Well, I don't watch television and haven't for the last ten or more years but I am a voracious consumer of non fiction, philosophy and research. For the past year I've been heavily focused on psychology, partly so I could process some of my childhood, partly because 99% of what is considered common knowledge is illogical and lastly, because the subject fascinates me. In any event, I disagree strongly that genetics has anything at all to do with mental illness, with the obvious caveats of biological malformations and physical brain injuries. Criminal behavior is merely a by-product of psychological problems, just as is addiction. I also don't like the term "mental illness". After all, we don't say that a Chinese woman who had her feet bound as a child has "pedial illness"... because it isn't an illness, it's an injury that was inflicted on her as a child.. Likewise, psychological problems are the result of environmental injuries to the developing brain and thus, are not illnesses.
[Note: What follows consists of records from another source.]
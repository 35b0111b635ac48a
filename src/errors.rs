use crate::services::{build_service::ServiceError, staging_service::StagingError};
use axum::{
    Json,
    extract::multipart::MultipartError,
    http::StatusCode,
    response::{IntoResponse, Response},
};
use serde_json::json;
use std::fmt;

/// Error returned by every handler: an HTTP status, a stable code and a message.
#[derive(Debug)]
pub struct AppError {
    pub status: StatusCode,
    pub code: &'static str,
    pub message: String,
}

impl AppError {
    /// Create a new AppError with a specific status, code and message.
    pub fn new(status: StatusCode, code: &'static str, msg: impl Into<String>) -> Self {
        Self {
            status,
            code,
            message: msg.into(),
        }
    }

    /// Shortcut for a 400 Bad Request
    pub fn bad_request(code: &'static str, msg: impl Into<String>) -> Self {
        Self::new(StatusCode::BAD_REQUEST, code, msg)
    }

    /// Shortcut for a 500 Internal Server Error
    pub fn internal(msg: impl Into<String>) -> Self {
        Self::new(StatusCode::INTERNAL_SERVER_ERROR, "internal_error", msg)
    }

    /// Shortcut for 404 Not Found
    pub fn not_found(code: &'static str, msg: impl Into<String>) -> Self {
        Self::new(StatusCode::NOT_FOUND, code, msg)
    }
}

impl fmt::Display for AppError {
    fn fmt(&self, f: &mut fmt::Formatter<'_>) -> fmt::Result {
        write!(f, "{}: {}", self.code, self.message)
    }
}

impl std::error::Error for AppError {}

impl IntoResponse for AppError {
    fn into_response(self) -> Response {
        if self.status.is_server_error() {
            tracing::error!("{} ({})", self, self.status);
        } else {
            tracing::debug!("{} ({})", self, self.status);
        }

        let body = Json(json!({
            "code": self.code,
            "message": self.message,
            "status": self.status.as_u16()
        }));

        (self.status, body).into_response()
    }
}

impl From<ServiceError> for AppError {
    fn from(err: ServiceError) -> Self {
        let message = err.to_string();
        match err {
            ServiceError::Validation(inner) => AppError::bad_request(inner.code(), message),
            ServiceError::Staging(StagingError::TooLarge { .. }) => {
                AppError::new(StatusCode::PAYLOAD_TOO_LARGE, "payload_too_large", message)
            }
            ServiceError::Staging(StagingError::Body(_)) => {
                AppError::bad_request("invalid_multipart", message)
            }
            ServiceError::MediaUpload(_) => {
                AppError::new(StatusCode::BAD_GATEWAY, "media_upload_failed", message)
            }
            ServiceError::Dispatch(_) => {
                AppError::new(StatusCode::BAD_GATEWAY, "dispatch_failed", message)
            }
            ServiceError::StatusQuery(_) => {
                AppError::new(StatusCode::BAD_GATEWAY, "status_query_failed", message)
            }
            ServiceError::NotFound(_) => AppError::not_found("build_not_found", message),
            ServiceError::Staging(StagingError::Io(_))
            | ServiceError::Io(_)
            | ServiceError::Task(_) => AppError::internal(message),
        }
    }
}

impl From<StagingError> for AppError {
    fn from(err: StagingError) -> Self {
        ServiceError::from(err).into()
    }
}

impl From<MultipartError> for AppError {
    fn from(err: MultipartError) -> Self {
        let status = err.status();
        let code = if status == StatusCode::PAYLOAD_TOO_LARGE {
            "payload_too_large"
        } else {
            "invalid_multipart"
        };
        AppError::new(status, code, err.body_text())
    }
}

impl From<anyhow::Error> for AppError {
    fn from(err: anyhow::Error) -> Self {
        AppError::internal(err.to_string())
    }
}
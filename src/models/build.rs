//! Build requests, the tickets handed back to clients, and reported build status.

use chrono::{DateTime, Utc};
use serde::{Deserialize, Serialize};
use uuid::Uuid;

/// A build accepted by this instance and dispatched to CI.
///
/// Kept in memory only; the CI platform remains the source of truth for progress.
#[derive(Serialize, Deserialize, Clone, Debug)]
pub struct BuildRecord {
    pub build_id: Uuid,
    pub app_name: String,
    pub package_name: String,
    pub icon_url: String,
    pub archive_url: String,
    pub gradle_version: Option<String>,
    pub submitted_at: DateTime<Utc>,
}

/// Response body for an accepted build submission.
#[derive(Serialize, Deserialize, Clone, Debug, PartialEq, Eq)]
pub struct BuildTicket {
    pub build_id: Uuid,
    pub status: String,
    pub icon_url: String,
    pub archive_url: String,
    pub gradle_version: Option<String>,
    pub status_url: String,
}

/// Coarse build state derived from CI releases and workflow runs.
#[derive(Serialize, Deserialize, Clone, Copy, Debug, PartialEq, Eq)]
#[serde(rename_all = "snake_case")]
pub enum BuildState {
    Pending,
    Queued,
    InProgress,
    Completed,
    Failed,
}

/// Response body for a status query.
#[derive(Serialize, Deserialize, Clone, Debug, PartialEq, Eq)]
pub struct BuildStatus {
    pub build_id: Uuid,
    pub state: BuildState,
    pub completed: bool,
    pub conclusion: Option<String>,
    pub download_url: Option<String>,
    pub run_url: Option<String>,
}

impl BuildStatus {
    pub fn new(build_id: Uuid, state: BuildState) -> Self {
        Self {
            build_id,
            state,
            completed: state == BuildState::Completed,
            conclusion: None,
            download_url: None,
            run_url: None,
        }
    }
}
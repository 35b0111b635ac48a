//! Project archive handling.
//!
//! Two jobs: rebuild a ZIP from loose files uploaded with their relative paths,
//! and guess which Gradle version a project expects by looking at the build
//! manifests inside its archive.

use crate::{sanitize::sanitize_relative_path, validation::ValidationError};
use bytes::Bytes;
use regex::Regex;
use std::{
    collections::{BTreeMap, BTreeSet},
    io::{self, Cursor, Read, Seek, Write},
    sync::LazyLock,
};
use thiserror::Error;
use tracing::debug;
use zip::{
    CompressionMethod, ZipArchive, ZipWriter, result::ZipError, write::SimpleFileOptions,
};

/// Manifests larger than this are not worth scanning.
const MAX_MANIFEST_BYTES: u64 = 1024 * 1024;

static WRAPPER_DISTRIBUTION: LazyLock<Regex> = LazyLock::new(|| {
    Regex::new(r"distributionUrl\s*=\s*\S*gradle-(\d+(?:\.\d+){1,2}(?:-rc-\d+)?)-(?:bin|all)\.zip")
        .expect("valid regex")
});

static AGP_CLASSPATH: LazyLock<Regex> = LazyLock::new(|| {
    Regex::new(r#"com\.android\.tools\.build:gradle:(\d+\.\d+(?:\.\d+)?)"#).expect("valid regex")
});

static AGP_PLUGIN_BLOCK: LazyLock<Regex> = LazyLock::new(|| {
    Regex::new(
        r#"id\s*\(?\s*["']com\.android\.(?:application|library)["']\s*\)?\s*version\s*["'](\d+\.\d+(?:\.\d+)?)["']"#,
    )
    .expect("valid regex")
});

static AGP_VERSION_CATALOG: LazyLock<Regex> = LazyLock::new(|| {
    Regex::new(
        r#"(?m)^\s*(?:agp|androidGradlePlugin|android-gradle-plugin|androidGradle)\s*=\s*["'](\d+\.\d+(?:\.\d+)?)["']"#,
    )
    .expect("valid regex")
});

/// Minimum Gradle release for each Android Gradle Plugin `major.minor`, newest first.
const AGP_TO_GRADLE: &[((u32, u32), &str)] = &[
    ((8, 7), "8.9"),
    ((8, 6), "8.7"),
    ((8, 5), "8.7"),
    ((8, 4), "8.6"),
    ((8, 3), "8.4"),
    ((8, 2), "8.2"),
    ((8, 1), "8.0"),
    ((8, 0), "8.0"),
    ((7, 4), "7.5"),
    ((7, 3), "7.4"),
    ((7, 2), "7.3.3"),
    ((7, 1), "7.2"),
    ((7, 0), "7.0"),
    ((4, 2), "6.7.1"),
];

#[derive(Debug, Error)]
pub enum ArchiveError {
    #[error(transparent)]
    Invalid(#[from] ValidationError),
    #[error("failed to write archive: {0}")]
    Write(#[from] ZipError),
    #[error(transparent)]
    Io(#[from] io::Error),
}

/// A file uploaded individually as part of a folder upload.
#[derive(Debug, Clone)]
pub struct LooseFile {
    /// Relative path as sent by the client, e.g. `MyApp/app/build.gradle`.
    pub path: String,
    pub data: Bytes,
}

/// How a Gradle version was determined.
#[derive(Debug, Clone, Copy, PartialEq, Eq)]
pub enum DetectionSource {
    /// Read from `gradle-wrapper.properties`.
    Wrapper,
    /// Derived from the Android Gradle Plugin version.
    PluginMapping,
}

#[derive(Debug, Clone, PartialEq, Eq)]
pub struct BuildToolHint {
    pub gradle_version: String,
    pub source: DetectionSource,
    /// Archive entry the version was read from.
    pub manifest: String,
}

#[derive(Debug, Clone, Copy, PartialEq, Eq, PartialOrd, Ord)]
enum ManifestKind {
    Wrapper,
    VersionCatalog,
    BuildScript,
}

/// Rebuild a ZIP archive from loose files, recreating their folder hierarchy.
pub fn assemble_archive(files: Vec<LooseFile>) -> Result<Bytes, ArchiveError> {
    let mut entries = BTreeMap::new();
    for file in files {
        let path = sanitize_relative_path(&file.path)?;
        if entries.insert(path.clone(), file.data).is_some() {
            return Err(ValidationError::DuplicatePath(path).into());
        }
    }

    let mut directories = BTreeSet::new();
    for path in entries.keys() {
        let mut parent = String::new();
        let components: Vec<&str> = path.split('/').collect();
        for component in &components[..components.len() - 1] {
            parent.push_str(component);
            parent.push('/');
            directories.insert(parent.clone());
        }
    }
    if let Some(dir) = directories.iter().find(|d| entries.contains_key(d.trim_end_matches('/'))) {
        return Err(ValidationError::DuplicatePath(dir.trim_end_matches('/').to_string()).into());
    }

    let options = SimpleFileOptions::default().compression_method(CompressionMethod::Deflated);
    let mut writer = ZipWriter::new(Cursor::new(Vec::new()));
    for dir in &directories {
        writer.add_directory(dir.as_str(), options)?;
    }
    for (path, data) in &entries {
        writer.start_file(path.as_str(), options)?;
        writer.write_all(data)?;
    }
    let cursor = writer.finish()?;

    debug!(
        "assembled archive with {} files in {} directories",
        entries.len(),
        directories.len()
    );
    Ok(Bytes::from(cursor.into_inner()))
}

/// Guess the Gradle version a project needs from the manifests in its archive.
///
/// The wrapper properties win over plugin versions; shallower entries win over
/// nested ones. Returns `None` when nothing recognizable is found.
pub fn detect_build_tool<R: Read + Seek>(reader: R) -> Result<Option<BuildToolHint>, ArchiveError> {
    let mut archive = ZipArchive::new(reader).map_err(invalid_archive)?;

    let mut candidates: Vec<(ManifestKind, usize, usize, String)> = archive
        .file_names()
        .filter_map(|name| {
            classify(name).map(|kind| (kind, name.matches('/').count(), name.to_string()))
        })
        .enumerate()
        .map(|(order, (kind, depth, name))| (kind, depth, order, name))
        .collect();
    candidates.sort();

    for (kind, _, _, name) in candidates {
        let Some(text) = read_manifest(&mut archive, &name)? else {
            continue;
        };
        let hint = match kind {
            ManifestKind::Wrapper => {
                WRAPPER_DISTRIBUTION
                    .captures(&text)
                    .map(|caps| BuildToolHint {
                        gradle_version: caps[1].to_string(),
                        source: DetectionSource::Wrapper,
                        manifest: name.clone(),
                    })
            }
            ManifestKind::VersionCatalog => {
                plugin_hint(&AGP_VERSION_CATALOG, &text, &name)
            }
            ManifestKind::BuildScript => plugin_hint(&AGP_CLASSPATH, &text, &name)
                .or_else(|| plugin_hint(&AGP_PLUGIN_BLOCK, &text, &name)),
        };
        if let Some(hint) = hint {
            debug!(
                "detected gradle {} from {} ({:?})",
                hint.gradle_version, hint.manifest, hint.source
            );
            return Ok(Some(hint));
        }
    }
    Ok(None)
}

/// Map an Android Gradle Plugin version to the oldest Gradle release it supports.
pub fn gradle_for_plugin(agp_version: &str) -> Option<&'static str> {
    let mut parts = agp_version.split('.').map(|p| p.parse::<u32>().ok());
    let major = parts.next()??;
    let minor = parts.next()??;

    if let Some((_, gradle)) = AGP_TO_GRADLE.iter().find(|(v, _)| *v == (major, minor)) {
        return Some(*gradle);
    }
    // Newer than the table: the newest known requirement is the best guess.
    match AGP_TO_GRADLE.first() {
        Some((newest, gradle)) if (major, minor) > *newest => Some(*gradle),
        _ => None,
    }
}

fn plugin_hint(pattern: &Regex, text: &str, manifest: &str) -> Option<BuildToolHint> {
    let agp = pattern.captures(text)?;
    let gradle = gradle_for_plugin(&agp[1])?;
    Some(BuildToolHint {
        gradle_version: gradle.to_string(),
        source: DetectionSource::PluginMapping,
        manifest: manifest.to_string(),
    })
}

fn classify(name: &str) -> Option<ManifestKind> {
    if name.starts_with("__MACOSX/") || name.ends_with('/') {
        return None;
    }
    let lower = name.to_ascii_lowercase();
    if lower == "gradle/wrapper/gradle-wrapper.properties"
        || lower.ends_with("/gradle/wrapper/gradle-wrapper.properties")
    {
        return Some(ManifestKind::Wrapper);
    }
    let base = lower.rsplit('/').next().unwrap_or(&lower);
    match base {
        "libs.versions.toml" => Some(ManifestKind::VersionCatalog),
        "build.gradle" | "build.gradle.kts" | "settings.gradle" | "settings.gradle.kts" => {
            Some(ManifestKind::BuildScript)
        }
        _ => None,
    }
}

fn read_manifest<R: Read + Seek>(
    archive: &mut ZipArchive<R>,
    name: &str,
) -> Result<Option<String>, ArchiveError> {
    let entry = archive.by_name(name).map_err(invalid_archive)?;
    if entry.size() > MAX_MANIFEST_BYTES {
        debug!("skipping oversized manifest {} ({} bytes)", name, entry.size());
        return Ok(None);
    }
    let mut raw = Vec::with_capacity(entry.size() as usize);
    entry
        .take(MAX_MANIFEST_BYTES)
        .read_to_end(&mut raw)
        .map_err(|err| ValidationError::InvalidArchive(format!("unreadable entry {}: {}", name, err)))?;
    Ok(Some(String::from_utf8_lossy(&raw).into_owned()))
}

fn invalid_archive(err: ZipError) -> ArchiveError {
    ValidationError::InvalidArchive(err.to_string()).into()
}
You mentioned that genetics is used as a scapegoat for criminal behavior. I posit that it's used as a scapegoat for a lot of behavioral problems and, it's used as an excuse not to blame the people who most likely caused it.... the parents. That includes, but is not limited to ADHD, addiction, procrastination, anxiety disorder, etc. You also pointed out that it's nice that I admitted I hadn't seen heard of the MacDonald triad. Thanks. I also admitted, when I learned of it, that I had made a good many mistakes when raising my son. I also went to him, explained those things and offered my sincerest apologies for them. And, I went to my parents and explained the things they had done to me. Fortunately, my parents are rational enough that they understood, agreed (if not reluctantly on a few points) and apologized. Had they not, they wouldn't be in my life today.

That sort of honesty with others is the biggest road block humanity has to overcome before we even begin to become peaceful. It's also one of the biggest roadblocks to scientific progress, particularly in the soft sciences. After all, if archaeologists and historians have unprocessed childhood experiences, there is no way they can ever look at historical societies from a proper psychological perspective and that's precisely the reason why we can watch a BBC documentary on ancient societies and see the host talk about infanticide as if it were merely a normal, acceptable practice. There is one account of pedophilia wherein the researcher actually said that there is nothing at all wrong with adults having sex with children, so long as the practice wasn't proscribed in the society. WTF? There god damn sure is something wrong with pedophilia, I don't care when it happened or who approved of it. And then there's another alleged "expert" from years ago who said that pederasty was perfectly harmless, so long as the man who raped the boys was satisfied. Again... WTF?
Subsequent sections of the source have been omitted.